Within the records below, reproduce without change the lines from the line that has "land on adjacent" through the line that has "with_breaks.push(ch);", and only those.

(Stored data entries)
☆ ☆ ☆ ☆
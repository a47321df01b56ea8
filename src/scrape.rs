// src/scrape.rs
//
// Orchestration: probe the id range, fetch each discovered page,
// extract, aggregate. Strictly sequential, one in-flight fetch; a bad
// page is logged and skipped, never fatal.

use std::error::Error;

use crate::{
    aggregate::{self, IndexDoc, SetRecord},
    config::options::Params,
    data::Tables,
    ident::Normalizer,
    page::{PageSnapshot, PageSource},
    probe,
    progress::Progress,
    specs::equipment::{self, EquipmentRecord},
};

/// Everything one equipment run produces, in memory.
pub struct EquipmentBundle {
    pub records: Vec<EquipmentRecord>,
    pub sets: Vec<SetRecord>,
    pub index: IndexDoc,
}

/// Probe, extract and aggregate. Returns the full in-memory bundle;
/// writing files is the caller's business.
pub fn collect_equipment(
    source: &mut dyn PageSource,
    tables: &Tables,
    params: &Params,
    mut progress: Option<&mut (dyn Progress + '_)>,
) -> Result<EquipmentBundle, Box<dyn Error>> {
    let norm = Normalizer::new(&tables.tokens);

    let ids = probe::discover(
        source,
        tables,
        params.id_low,
        params.id_high,
        params.limit,
        progress.as_deref_mut(),
    );
    logf!("Probe finished: {} ids in range {}-{}", ids.len(), params.id_low, params.id_high);

    if let Some(p) = progress.as_deref_mut() {
        p.begin(ids.len());
        p.log(&format!("Fetching {} detail pages...", ids.len()));
    }

    let mut records: Vec<EquipmentRecord> = Vec::with_capacity(ids.len());
    for id in ids {
        let snap = match source.fetch(id) {
            Ok(s) => s,
            Err(e) => {
                loge!("Fetch entry {id}: {e}");
                continue;
            }
        };
        match equipment::extract(&snap, id, tables, &norm) {
            Some(rec) => {
                logf!("Scraped: {} ({})", rec.name, rec.id);
                if let Some(p) = progress.as_deref_mut() {
                    p.item_done(id);
                }
                records.push(rec);
            }
            // Placeholder page slipped past the probe; treat as absent.
            None => logd!("Entry {id}: no extractable record"),
        }
    }

    if let Some(p) = progress.as_deref_mut() {
        p.finish();
    }

    let (sets, index) = aggregate::aggregate(&records);
    Ok(EquipmentBundle { records, sets, index })
}

/// Fetch a single detail page and return its rendered body text.
/// Used by the operator/weapon dump modes for eyeballing page layout.
pub fn dump_page(
    source: &mut dyn PageSource,
    entry_id: u32,
) -> Result<PageSnapshot, Box<dyn Error>> {
    let snap = source.fetch(entry_id)?;
    logf!("Dumped entry {entry_id}: title '{}'", snap.title);
    Ok(snap)
}
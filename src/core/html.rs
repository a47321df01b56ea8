// src/core/html.rs
//
// Tolerant, case-insensitive HTML block scanning. No DOM, no regex:
// find tag blocks by name, strip markup, normalize the text. Enough
// for the wiki's rendered detail pages.

use super::sanitize::{normalize_entities, normalize_ws};

pub fn to_lower(s: &str) -> String {
    s.chars()
        .map(|c| {
            if c.is_ascii() {
                c.to_ascii_lowercase()
            } else {
                c
            }
        })
        .collect()
}

/// Find the next `<o ...> ... </c>` block at or after `from`.
/// Returns byte offsets spanning the whole block including both tags.
/// The open pattern must end at a tag-name boundary, so `<p` matches
/// `<p>` and `<p class=...>` but never `<pre` or `<path`.
pub fn next_tag_block_ci(s: &str, o: &str, c: &str, from: usize) -> Option<(usize, usize)> {
    let lc = to_lower(s);
    let ol = to_lower(o);
    let cl = to_lower(c);
    let mut search = from;
    let start = loop {
        let cand = lc.get(search..)?.find(&ol)? + search;
        match s.as_bytes().get(cand + ol.len()) {
            Some(&b) if b == b'>' || b == b'/' || b.is_ascii_whitespace() => break cand,
            None => return None,
            _ => search = cand + ol.len(),
        }
    };
    let open_end = s[start..].find('>')? + start + 1;
    let end_rel = lc[open_end..].find(&cl)?;
    let end = open_end + end_rel + c.len();
    Some((start, end))
}

/// Inner content of a block: between the first `>` and the last `<`.
pub fn inner_after_open_tag(block: &str) -> String {
    if let Some(oe) = block.find('>') {
        if let Some(cs) = block.rfind('<') {
            if cs > oe {
                return block[oe + 1..cs].to_string();
            }
        }
    }
    s!()
}

pub fn strip_tags<S: AsRef<str>>(s: S) -> String {
    let s = s.as_ref();

    let mut out = String::with_capacity(s.len());
    let mut in_tag = false;

    for ch in s.chars() {
        match ch {
            '<' => in_tag = true,
            '>' => in_tag = false,
            _ if !in_tag => out.push(ch),
            _ => {}
        }
    }
    normalize_ws(&out)
}

/// Clean text of one tag block: entities first, then tags, then whitespace.
pub fn block_text(block: &str) -> String {
    strip_tags(normalize_entities(&inner_after_open_tag(block)))
}

/// `<title>` contents, or empty when the page has none.
pub fn extract_title(doc: &str) -> String {
    match next_tag_block_ci(doc, "<title", "</title>", 0) {
        Some((ts, te)) => block_text(&doc[ts..te]),
        None => s!(),
    }
}

/// All `<table>` blocks. Each row comes back as its full text (`<th>`
/// and `<td>` alike, for header sniffing) plus the `<td>`-only cell
/// list; header cells never appear as data cells.
pub fn extract_tables(doc: &str) -> Vec<Vec<(String, Vec<String>)>> {
    let mut tables = Vec::new();
    let mut pos = 0usize;
    while let Some((ts, te)) = next_tag_block_ci(doc, "<table", "</table>", pos) {
        let table = &doc[ts..te];
        pos = te;

        let mut rows = Vec::new();
        let mut tr_pos = 0usize;
        while let Some((tr_s, tr_e)) = next_tag_block_ci(table, "<tr", "</tr>", tr_pos) {
            let tr = &table[tr_s..tr_e];
            tr_pos = tr_e;
            rows.push(extract_row(tr));
        }
        tables.push(rows);
    }
    tables
}

fn extract_row(tr: &str) -> (String, Vec<String>) {
    // <td> and <th> can interleave; take whichever comes first each step.
    let mut parts = Vec::new();
    let mut cells = Vec::new();
    let mut pos = 0usize;
    loop {
        let td = next_tag_block_ci(tr, "<td", "</td>", pos);
        let th = next_tag_block_ci(tr, "<th", "</th>", pos);
        let (block, is_data) = match (td, th) {
            (Some(a), Some(b)) => {
                if a.0 <= b.0 {
                    (a, true)
                } else {
                    (b, false)
                }
            }
            (Some(a), None) => (a, true),
            (None, Some(b)) => (b, false),
            (None, None) => break,
        };
        let text = block_text(&tr[block.0..block.1]);
        parts.push(text.clone());
        if is_data {
            cells.push(text);
        }
        pos = block.1;
    }
    (parts.join(" "), cells)
}

/// All `<p>` blocks as clean text, document order.
pub fn extract_paragraphs(doc: &str) -> Vec<String> {
    let mut out = Vec::new();
    let mut pos = 0usize;
    while let Some((ps, pe)) = next_tag_block_ci(doc, "<p", "</p>", pos) {
        out.push(block_text(&doc[ps..pe]));
        pos = pe;
    }
    out
}

/// Rendered body text, one line per block-ish element. Block-level close
/// tags and <br> become newlines so label/value pairs land on adjacent
/// lines the way the browser lays them out.
pub fn extract_text(doc: &str) -> String {
    let body = match next_tag_block_ci(doc, "<body", "</body>", 0) {
        Some((bs, be)) => &doc[bs..be],
        None => doc,
    };

    let mut with_breaks = String::with_capacity(body.len());
    let lc = to_lower(body);
    let mut i = 0usize;
    while i < body.len() {
        if body[i..].starts_with('<') {
            let rest = &lc[i..];
            let breaks = ["</div>", "</p>", "</td>", "</th>", "</tr>", "</li>",
                "</h1>", "</h2>", "</h3>", "<br>", "<br/>", "<br />"];
            if breaks.iter().any(|t| rest.starts_with(t)) {
                with_breaks.push('\n');
            }
            match body[i..].find('>') {
                Some(gt) => i += gt + 1,
                None => break,
            }
        } else {
            let ch = body[i..].chars().next().unwrap_or('\0');
            with_breaks.push(ch);
            i += ch.len_utf8();
        }
    }

    with_breaks
        .lines()
        .map(|l| normalize_ws(&normalize_entities(l)))
        .filter(|l| !l.is_empty())
        .collect::<Vec<_>>()
        .join("\n")
}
☆ ☆ ☆ ☆
SOLVED PROBLEM:
/// tags and <br> become newlines so label/value pairs land on adjacent
/// lines the way the browser lays them out.
pub fn extract_text(doc: &str) -> String {
    let body = match next_tag_block_ci(doc, "<body", "</body>", 0) {
        Some((bs, be)) => &doc[bs..be],
        None => doc,
    };

    let mut with_breaks = String::with_capacity(body.len());
    let lc = to_lower(body);
    let mut i = 0usize;
    while i < body.len() {
        if body[i..].starts_with('<') {
            let rest = &lc[i..];
            let breaks = ["</div>", "</p>", "</td>", "</th>", "</tr>", "</li>",
                "</h1>", "</h2>", "</h3>", "<br>", "<br/>", "<br />"];
            if breaks.iter().any(|t| rest.starts_with(t)) {
                with_breaks.push('\n');
            }
            match body[i..].find('>') {
                Some(gt) => i += gt + 1,
                None => break,
            }
        } else {
            let ch = body[i..].chars().next().unwrap_or('\0');
            with_breaks.push(ch);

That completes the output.